## EXTRACTED ENTRIES:
++++++

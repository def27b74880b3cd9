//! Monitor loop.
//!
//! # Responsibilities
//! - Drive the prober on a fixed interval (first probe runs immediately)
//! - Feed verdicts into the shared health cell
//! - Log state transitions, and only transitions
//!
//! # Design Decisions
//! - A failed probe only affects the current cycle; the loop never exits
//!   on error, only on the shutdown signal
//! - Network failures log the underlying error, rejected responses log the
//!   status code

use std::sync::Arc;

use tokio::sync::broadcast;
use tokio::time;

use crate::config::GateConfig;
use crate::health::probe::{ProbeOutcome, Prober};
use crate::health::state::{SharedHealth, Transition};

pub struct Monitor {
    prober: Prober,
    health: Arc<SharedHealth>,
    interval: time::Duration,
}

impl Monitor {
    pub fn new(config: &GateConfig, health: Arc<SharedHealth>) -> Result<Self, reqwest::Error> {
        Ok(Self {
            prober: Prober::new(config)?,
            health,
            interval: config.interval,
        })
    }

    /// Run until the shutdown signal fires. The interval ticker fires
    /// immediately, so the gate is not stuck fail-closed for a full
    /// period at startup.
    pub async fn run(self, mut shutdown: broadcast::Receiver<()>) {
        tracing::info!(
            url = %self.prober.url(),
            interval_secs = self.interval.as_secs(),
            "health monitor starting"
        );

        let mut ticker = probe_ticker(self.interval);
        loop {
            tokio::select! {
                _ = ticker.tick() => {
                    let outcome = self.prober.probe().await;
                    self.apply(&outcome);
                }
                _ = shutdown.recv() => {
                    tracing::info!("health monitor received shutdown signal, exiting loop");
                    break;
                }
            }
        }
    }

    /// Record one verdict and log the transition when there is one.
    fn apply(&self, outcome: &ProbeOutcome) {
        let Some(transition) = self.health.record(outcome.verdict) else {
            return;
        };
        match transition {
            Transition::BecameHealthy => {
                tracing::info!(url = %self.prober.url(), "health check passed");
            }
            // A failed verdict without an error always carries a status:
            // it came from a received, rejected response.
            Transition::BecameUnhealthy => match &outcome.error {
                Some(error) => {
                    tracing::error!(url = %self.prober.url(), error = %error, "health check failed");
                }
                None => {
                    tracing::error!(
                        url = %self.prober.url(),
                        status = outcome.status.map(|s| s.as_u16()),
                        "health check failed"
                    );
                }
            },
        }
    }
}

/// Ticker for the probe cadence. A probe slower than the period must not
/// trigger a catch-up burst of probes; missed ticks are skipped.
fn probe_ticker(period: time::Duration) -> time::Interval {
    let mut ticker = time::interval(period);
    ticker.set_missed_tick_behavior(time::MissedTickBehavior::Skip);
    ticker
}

++++++

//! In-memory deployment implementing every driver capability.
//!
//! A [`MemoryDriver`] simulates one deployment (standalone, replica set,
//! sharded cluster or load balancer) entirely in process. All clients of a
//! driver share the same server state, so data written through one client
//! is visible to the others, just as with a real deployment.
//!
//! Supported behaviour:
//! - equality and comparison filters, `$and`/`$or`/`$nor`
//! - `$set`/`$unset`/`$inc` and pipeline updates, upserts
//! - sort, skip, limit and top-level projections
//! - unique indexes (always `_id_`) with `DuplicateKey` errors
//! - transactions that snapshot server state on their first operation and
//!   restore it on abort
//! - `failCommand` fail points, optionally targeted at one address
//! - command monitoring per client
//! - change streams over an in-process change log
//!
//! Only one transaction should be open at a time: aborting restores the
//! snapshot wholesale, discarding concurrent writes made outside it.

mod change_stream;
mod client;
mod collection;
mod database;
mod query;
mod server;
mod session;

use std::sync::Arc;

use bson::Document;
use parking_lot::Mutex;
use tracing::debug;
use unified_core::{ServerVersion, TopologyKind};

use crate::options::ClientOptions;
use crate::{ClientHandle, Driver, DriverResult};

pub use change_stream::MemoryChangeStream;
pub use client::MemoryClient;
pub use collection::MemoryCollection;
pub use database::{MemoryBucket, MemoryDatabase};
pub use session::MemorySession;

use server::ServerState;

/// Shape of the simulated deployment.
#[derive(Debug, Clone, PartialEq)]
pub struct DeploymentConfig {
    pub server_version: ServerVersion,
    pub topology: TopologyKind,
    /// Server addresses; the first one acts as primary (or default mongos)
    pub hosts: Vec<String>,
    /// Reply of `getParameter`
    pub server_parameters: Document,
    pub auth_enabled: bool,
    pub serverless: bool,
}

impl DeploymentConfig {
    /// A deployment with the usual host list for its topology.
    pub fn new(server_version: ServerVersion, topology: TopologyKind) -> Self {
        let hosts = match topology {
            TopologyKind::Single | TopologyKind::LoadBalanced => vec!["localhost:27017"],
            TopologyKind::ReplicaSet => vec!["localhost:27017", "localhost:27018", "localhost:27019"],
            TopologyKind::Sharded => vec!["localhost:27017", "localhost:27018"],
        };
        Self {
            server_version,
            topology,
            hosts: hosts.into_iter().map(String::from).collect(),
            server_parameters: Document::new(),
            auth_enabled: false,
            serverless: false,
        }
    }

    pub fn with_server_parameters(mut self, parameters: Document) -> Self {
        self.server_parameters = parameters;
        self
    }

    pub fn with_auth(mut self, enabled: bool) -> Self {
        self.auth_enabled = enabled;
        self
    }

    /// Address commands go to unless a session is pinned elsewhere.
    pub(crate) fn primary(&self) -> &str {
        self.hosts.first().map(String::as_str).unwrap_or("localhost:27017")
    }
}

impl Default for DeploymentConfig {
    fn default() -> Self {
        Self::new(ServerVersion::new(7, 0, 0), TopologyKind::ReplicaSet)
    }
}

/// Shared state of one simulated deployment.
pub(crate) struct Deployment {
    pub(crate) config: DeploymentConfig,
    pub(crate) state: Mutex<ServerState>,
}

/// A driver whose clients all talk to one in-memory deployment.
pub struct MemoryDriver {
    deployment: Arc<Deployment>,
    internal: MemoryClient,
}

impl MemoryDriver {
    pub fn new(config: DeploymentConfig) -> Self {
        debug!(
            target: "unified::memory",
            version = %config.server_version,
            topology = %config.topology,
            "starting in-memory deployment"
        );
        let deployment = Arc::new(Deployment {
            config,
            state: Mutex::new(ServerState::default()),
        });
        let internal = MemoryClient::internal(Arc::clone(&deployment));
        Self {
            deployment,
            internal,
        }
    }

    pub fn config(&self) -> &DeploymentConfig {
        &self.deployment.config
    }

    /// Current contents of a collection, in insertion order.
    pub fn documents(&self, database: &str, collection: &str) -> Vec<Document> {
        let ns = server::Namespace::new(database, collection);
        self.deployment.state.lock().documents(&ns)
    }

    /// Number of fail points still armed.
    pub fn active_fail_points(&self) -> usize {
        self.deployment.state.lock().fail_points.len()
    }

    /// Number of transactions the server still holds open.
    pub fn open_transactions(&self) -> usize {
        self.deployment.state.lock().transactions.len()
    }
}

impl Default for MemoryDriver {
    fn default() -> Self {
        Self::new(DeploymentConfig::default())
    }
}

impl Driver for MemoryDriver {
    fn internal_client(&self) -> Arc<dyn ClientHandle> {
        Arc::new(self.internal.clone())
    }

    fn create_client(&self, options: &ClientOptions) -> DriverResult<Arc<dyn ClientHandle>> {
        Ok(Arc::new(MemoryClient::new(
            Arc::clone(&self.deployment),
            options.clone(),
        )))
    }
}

++++++

In the entries above, restate word for word the lines between the one holding "use tracing::debug;" and the one holding "let hosts = match", inclusive, and nothing besides.

## FINISHED TASK:
use tracing::debug;
use unified_core::{ServerVersion, TopologyKind};

use crate::options::ClientOptions;
use crate::{ClientHandle, Driver, DriverResult};

pub use change_stream::MemoryChangeStream;
pub use client::MemoryClient;
pub use collection::MemoryCollection;
pub use database::{MemoryBucket, MemoryDatabase};
pub use session::MemorySession;

use server::ServerState;

/// Shape of the simulated deployment.
#[derive(Debug, Clone, PartialEq)]
pub struct DeploymentConfig {
    pub server_version: ServerVersion,
    pub topology: TopologyKind,
    /// Server addresses; the first one acts as primary (or default mongos)
    pub hosts: Vec<String>,
    /// Reply of `getParameter`
    pub server_parameters: Document,
    pub auth_enabled: bool,
    pub serverless: bool,
}

impl DeploymentConfig {
    /// A deployment with the usual host list for its topology.
    pub fn new(server_version: ServerVersion, topology: TopologyKind) -> Self {
        let hosts = match topology {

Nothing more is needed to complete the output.